[Saved data entries]

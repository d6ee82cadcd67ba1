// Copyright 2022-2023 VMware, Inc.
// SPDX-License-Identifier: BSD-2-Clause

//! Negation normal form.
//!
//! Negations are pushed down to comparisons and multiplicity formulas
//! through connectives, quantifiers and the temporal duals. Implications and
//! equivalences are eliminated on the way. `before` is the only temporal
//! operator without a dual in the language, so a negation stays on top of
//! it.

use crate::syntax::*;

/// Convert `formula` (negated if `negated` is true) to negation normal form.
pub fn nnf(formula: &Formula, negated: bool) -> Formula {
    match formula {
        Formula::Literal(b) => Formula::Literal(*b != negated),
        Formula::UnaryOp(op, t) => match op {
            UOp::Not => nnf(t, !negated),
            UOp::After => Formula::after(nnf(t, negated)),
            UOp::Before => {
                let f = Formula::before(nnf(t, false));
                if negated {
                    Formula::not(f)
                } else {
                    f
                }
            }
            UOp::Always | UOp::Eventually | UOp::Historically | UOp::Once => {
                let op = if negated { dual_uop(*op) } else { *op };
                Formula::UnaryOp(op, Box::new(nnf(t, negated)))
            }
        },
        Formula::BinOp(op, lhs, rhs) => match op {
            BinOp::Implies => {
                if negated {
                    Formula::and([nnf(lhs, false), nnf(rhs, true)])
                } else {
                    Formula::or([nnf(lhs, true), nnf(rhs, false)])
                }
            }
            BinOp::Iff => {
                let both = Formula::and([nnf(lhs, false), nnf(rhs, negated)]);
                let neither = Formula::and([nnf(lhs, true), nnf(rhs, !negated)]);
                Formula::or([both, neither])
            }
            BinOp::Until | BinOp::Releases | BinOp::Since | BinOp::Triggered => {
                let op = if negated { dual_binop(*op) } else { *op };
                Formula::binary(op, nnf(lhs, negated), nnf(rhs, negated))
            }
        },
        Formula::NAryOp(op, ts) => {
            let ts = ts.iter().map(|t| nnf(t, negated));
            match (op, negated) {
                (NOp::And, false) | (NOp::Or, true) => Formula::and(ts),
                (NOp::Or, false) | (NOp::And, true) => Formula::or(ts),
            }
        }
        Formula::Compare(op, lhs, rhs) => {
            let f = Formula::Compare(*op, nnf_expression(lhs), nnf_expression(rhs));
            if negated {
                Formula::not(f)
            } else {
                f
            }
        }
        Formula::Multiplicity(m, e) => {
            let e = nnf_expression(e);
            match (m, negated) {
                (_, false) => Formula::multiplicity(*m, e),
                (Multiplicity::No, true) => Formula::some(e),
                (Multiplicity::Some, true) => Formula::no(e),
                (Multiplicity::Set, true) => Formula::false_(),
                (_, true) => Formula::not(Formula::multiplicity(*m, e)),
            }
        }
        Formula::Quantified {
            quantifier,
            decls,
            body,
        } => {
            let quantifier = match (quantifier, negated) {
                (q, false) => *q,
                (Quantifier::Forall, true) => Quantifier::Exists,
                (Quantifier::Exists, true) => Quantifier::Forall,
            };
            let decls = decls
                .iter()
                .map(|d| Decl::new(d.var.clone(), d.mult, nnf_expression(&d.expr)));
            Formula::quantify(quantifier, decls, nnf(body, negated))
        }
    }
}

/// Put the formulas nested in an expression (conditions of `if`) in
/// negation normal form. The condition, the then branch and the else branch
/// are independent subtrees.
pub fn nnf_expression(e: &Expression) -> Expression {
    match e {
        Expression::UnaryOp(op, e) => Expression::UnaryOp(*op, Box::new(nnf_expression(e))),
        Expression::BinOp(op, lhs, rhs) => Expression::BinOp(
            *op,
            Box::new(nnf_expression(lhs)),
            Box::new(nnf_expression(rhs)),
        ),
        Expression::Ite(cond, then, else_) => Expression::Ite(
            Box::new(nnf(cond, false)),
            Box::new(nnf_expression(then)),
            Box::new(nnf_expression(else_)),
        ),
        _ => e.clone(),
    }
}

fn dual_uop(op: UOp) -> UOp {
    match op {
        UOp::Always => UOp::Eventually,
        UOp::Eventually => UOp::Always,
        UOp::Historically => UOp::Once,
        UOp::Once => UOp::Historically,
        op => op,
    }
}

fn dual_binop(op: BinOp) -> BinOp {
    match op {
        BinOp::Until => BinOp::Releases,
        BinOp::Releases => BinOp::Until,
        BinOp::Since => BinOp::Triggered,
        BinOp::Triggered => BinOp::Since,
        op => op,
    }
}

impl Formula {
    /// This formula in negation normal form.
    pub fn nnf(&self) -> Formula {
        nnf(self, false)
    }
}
* * *
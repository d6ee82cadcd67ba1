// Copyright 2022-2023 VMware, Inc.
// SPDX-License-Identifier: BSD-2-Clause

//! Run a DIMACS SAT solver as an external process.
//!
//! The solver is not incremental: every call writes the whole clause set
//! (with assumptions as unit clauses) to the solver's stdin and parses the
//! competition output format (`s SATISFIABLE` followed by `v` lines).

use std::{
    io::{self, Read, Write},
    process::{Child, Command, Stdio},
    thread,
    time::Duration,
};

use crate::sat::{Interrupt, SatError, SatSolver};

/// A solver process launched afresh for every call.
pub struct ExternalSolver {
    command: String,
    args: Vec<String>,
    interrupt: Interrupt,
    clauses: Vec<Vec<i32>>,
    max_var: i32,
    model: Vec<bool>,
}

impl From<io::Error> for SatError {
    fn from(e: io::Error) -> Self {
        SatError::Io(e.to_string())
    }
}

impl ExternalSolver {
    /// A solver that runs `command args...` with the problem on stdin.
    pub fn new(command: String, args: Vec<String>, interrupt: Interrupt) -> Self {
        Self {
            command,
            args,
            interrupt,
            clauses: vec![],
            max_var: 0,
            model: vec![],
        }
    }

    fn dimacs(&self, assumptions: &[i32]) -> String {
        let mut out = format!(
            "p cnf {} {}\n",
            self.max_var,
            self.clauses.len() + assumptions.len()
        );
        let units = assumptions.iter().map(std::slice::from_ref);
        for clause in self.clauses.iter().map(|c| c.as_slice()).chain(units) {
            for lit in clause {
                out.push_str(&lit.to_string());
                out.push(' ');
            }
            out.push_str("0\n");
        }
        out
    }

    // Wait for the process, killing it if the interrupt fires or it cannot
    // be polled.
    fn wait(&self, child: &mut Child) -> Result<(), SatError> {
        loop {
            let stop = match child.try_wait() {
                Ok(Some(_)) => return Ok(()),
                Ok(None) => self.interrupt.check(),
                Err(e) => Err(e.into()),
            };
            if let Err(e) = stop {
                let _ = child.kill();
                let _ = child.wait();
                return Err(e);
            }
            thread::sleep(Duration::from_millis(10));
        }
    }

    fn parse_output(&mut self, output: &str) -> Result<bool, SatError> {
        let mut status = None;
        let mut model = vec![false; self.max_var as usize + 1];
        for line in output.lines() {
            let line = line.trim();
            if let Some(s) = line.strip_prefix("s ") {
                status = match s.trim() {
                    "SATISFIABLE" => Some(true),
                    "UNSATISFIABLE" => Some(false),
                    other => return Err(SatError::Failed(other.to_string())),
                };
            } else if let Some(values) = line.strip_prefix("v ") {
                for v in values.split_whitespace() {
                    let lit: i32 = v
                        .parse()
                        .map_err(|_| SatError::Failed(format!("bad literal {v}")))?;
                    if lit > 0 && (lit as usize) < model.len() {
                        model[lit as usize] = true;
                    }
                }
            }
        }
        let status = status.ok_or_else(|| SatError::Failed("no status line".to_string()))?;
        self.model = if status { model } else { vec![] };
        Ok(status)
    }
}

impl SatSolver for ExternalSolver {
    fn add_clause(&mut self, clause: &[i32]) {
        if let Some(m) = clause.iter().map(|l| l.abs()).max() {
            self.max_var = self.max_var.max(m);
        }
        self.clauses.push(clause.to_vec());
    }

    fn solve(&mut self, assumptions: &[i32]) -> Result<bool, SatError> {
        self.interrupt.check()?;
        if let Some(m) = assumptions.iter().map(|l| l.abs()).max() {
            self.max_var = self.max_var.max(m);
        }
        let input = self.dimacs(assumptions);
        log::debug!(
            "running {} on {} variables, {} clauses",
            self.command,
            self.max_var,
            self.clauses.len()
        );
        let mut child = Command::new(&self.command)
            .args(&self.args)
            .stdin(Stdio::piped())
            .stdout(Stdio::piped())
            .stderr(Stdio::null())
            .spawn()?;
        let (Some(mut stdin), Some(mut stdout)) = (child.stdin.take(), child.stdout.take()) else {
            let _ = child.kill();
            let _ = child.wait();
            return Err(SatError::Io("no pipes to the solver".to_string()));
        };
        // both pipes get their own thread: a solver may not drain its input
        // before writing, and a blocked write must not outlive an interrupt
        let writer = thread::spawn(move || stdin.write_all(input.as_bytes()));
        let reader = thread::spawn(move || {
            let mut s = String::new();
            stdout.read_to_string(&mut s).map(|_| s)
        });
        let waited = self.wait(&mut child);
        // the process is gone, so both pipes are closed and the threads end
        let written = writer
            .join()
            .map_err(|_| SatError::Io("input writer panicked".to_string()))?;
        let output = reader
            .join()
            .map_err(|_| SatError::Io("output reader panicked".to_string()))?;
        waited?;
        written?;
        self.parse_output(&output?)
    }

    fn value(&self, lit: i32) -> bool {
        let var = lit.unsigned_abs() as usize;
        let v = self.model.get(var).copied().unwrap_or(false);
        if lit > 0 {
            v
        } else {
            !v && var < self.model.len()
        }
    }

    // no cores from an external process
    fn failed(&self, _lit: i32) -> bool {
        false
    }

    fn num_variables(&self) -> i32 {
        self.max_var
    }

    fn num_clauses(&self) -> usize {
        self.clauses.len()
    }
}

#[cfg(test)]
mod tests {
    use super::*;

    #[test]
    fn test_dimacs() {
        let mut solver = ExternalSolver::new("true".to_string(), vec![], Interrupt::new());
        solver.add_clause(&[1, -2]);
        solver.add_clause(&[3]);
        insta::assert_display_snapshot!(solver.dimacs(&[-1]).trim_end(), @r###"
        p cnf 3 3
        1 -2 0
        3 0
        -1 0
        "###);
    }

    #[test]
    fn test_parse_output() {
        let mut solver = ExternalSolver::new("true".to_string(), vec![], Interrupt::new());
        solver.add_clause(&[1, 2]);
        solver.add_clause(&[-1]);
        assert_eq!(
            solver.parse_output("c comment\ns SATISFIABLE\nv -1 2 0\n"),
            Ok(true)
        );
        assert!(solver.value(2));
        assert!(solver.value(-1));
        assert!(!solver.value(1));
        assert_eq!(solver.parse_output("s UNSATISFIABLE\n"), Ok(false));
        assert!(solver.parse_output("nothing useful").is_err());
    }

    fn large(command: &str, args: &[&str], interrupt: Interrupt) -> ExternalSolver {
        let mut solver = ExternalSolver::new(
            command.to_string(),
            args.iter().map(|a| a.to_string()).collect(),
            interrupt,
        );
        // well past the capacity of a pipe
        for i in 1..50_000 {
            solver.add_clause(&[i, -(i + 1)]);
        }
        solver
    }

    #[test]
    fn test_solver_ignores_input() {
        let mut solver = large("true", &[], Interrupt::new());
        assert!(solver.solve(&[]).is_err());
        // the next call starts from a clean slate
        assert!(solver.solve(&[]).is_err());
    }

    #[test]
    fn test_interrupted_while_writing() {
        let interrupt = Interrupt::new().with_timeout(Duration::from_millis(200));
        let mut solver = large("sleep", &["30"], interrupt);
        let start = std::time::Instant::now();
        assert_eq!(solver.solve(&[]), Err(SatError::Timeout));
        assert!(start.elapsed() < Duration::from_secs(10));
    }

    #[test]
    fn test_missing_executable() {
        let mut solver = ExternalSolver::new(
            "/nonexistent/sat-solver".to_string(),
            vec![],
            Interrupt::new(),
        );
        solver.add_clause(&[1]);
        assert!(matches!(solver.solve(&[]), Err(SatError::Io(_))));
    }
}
---
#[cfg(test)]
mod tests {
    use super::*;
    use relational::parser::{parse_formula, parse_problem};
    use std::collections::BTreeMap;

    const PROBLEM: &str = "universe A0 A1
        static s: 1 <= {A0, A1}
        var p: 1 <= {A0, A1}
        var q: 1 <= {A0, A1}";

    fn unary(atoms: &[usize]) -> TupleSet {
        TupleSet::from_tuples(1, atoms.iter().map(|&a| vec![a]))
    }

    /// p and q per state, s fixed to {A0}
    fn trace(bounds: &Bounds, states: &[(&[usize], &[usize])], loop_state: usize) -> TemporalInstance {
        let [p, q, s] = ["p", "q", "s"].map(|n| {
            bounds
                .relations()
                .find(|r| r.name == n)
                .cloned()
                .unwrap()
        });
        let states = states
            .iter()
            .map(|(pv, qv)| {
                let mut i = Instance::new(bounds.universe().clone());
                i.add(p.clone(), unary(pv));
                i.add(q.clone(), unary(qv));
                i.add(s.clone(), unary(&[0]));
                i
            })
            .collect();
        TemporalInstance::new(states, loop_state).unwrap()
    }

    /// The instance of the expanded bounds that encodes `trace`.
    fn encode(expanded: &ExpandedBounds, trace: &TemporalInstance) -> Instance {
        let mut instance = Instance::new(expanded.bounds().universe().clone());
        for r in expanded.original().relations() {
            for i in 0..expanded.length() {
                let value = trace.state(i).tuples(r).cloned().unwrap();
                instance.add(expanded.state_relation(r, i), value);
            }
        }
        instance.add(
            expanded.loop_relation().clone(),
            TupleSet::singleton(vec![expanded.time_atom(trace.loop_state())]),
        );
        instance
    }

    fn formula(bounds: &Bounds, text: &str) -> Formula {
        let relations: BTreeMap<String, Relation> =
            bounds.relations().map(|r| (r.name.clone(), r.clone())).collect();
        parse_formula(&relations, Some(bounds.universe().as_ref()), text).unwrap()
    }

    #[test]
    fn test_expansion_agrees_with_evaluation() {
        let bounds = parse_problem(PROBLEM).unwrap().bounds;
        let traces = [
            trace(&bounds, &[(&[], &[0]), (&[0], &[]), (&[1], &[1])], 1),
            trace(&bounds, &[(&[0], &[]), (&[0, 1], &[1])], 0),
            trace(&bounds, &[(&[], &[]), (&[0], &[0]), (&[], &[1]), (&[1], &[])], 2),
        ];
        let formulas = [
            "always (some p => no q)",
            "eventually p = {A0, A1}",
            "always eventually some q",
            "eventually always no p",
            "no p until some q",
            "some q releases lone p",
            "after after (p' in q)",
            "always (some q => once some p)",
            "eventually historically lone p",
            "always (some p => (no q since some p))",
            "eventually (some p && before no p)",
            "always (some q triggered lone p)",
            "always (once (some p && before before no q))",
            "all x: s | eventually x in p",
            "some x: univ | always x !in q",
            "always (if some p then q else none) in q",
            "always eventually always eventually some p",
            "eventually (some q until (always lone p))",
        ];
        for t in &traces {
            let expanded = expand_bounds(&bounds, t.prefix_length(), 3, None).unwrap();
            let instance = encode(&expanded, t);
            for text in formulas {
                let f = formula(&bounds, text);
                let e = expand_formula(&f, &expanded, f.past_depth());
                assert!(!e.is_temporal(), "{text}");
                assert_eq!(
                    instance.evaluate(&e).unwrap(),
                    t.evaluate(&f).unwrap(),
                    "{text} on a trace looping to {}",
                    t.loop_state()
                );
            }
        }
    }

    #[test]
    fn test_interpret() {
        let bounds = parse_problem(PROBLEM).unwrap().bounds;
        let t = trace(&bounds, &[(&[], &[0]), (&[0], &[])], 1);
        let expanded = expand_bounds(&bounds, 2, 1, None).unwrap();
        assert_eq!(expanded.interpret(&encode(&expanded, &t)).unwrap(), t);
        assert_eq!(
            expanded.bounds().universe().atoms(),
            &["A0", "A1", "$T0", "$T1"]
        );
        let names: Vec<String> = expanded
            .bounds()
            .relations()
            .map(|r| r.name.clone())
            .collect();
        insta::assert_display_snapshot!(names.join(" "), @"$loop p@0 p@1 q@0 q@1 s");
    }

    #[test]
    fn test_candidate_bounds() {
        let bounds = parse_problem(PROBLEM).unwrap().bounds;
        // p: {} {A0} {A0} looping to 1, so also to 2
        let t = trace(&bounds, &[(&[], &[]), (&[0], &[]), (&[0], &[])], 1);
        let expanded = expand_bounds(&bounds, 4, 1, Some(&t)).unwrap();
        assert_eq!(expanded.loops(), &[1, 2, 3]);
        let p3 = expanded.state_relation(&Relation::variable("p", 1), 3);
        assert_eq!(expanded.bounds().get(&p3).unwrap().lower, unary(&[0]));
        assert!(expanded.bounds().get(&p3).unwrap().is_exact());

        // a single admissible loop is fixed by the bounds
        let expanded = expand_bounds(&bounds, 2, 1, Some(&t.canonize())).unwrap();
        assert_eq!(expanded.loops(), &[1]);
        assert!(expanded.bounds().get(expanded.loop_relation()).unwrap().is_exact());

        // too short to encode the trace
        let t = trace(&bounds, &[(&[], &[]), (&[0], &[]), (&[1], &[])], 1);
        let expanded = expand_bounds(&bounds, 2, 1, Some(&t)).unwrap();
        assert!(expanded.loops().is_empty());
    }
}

-- Your objective --
Reproduce verbatim the lines above, from the line with "are independent subtrees." through the line with "fn dual_binop(op: BinOp)".

-- Output of the exercise --
/// are independent subtrees.
pub fn nnf_expression(e: &Expression) -> Expression {
    match e {
        Expression::UnaryOp(op, e) => Expression::UnaryOp(*op, Box::new(nnf_expression(e))),
        Expression::BinOp(op, lhs, rhs) => Expression::BinOp(
            *op,
            Box::new(nnf_expression(lhs)),
            Box::new(nnf_expression(rhs)),
        ),
        Expression::Ite(cond, then, else_) => Expression::Ite(
            Box::new(nnf(cond, false)),
            Box::new(nnf_expression(then)),
            Box::new(nnf_expression(else_)),
        ),
        _ => e.clone(),
    }
}

fn dual_uop(op: UOp) -> UOp {
    match op {
        UOp::Always => UOp::Eventually,
        UOp::Eventually => UOp::Always,
        UOp::Historically => UOp::Once,
        UOp::Once => UOp::Historically,
        op => op,
    }
}

fn dual_binop(op: BinOp) -> BinOp {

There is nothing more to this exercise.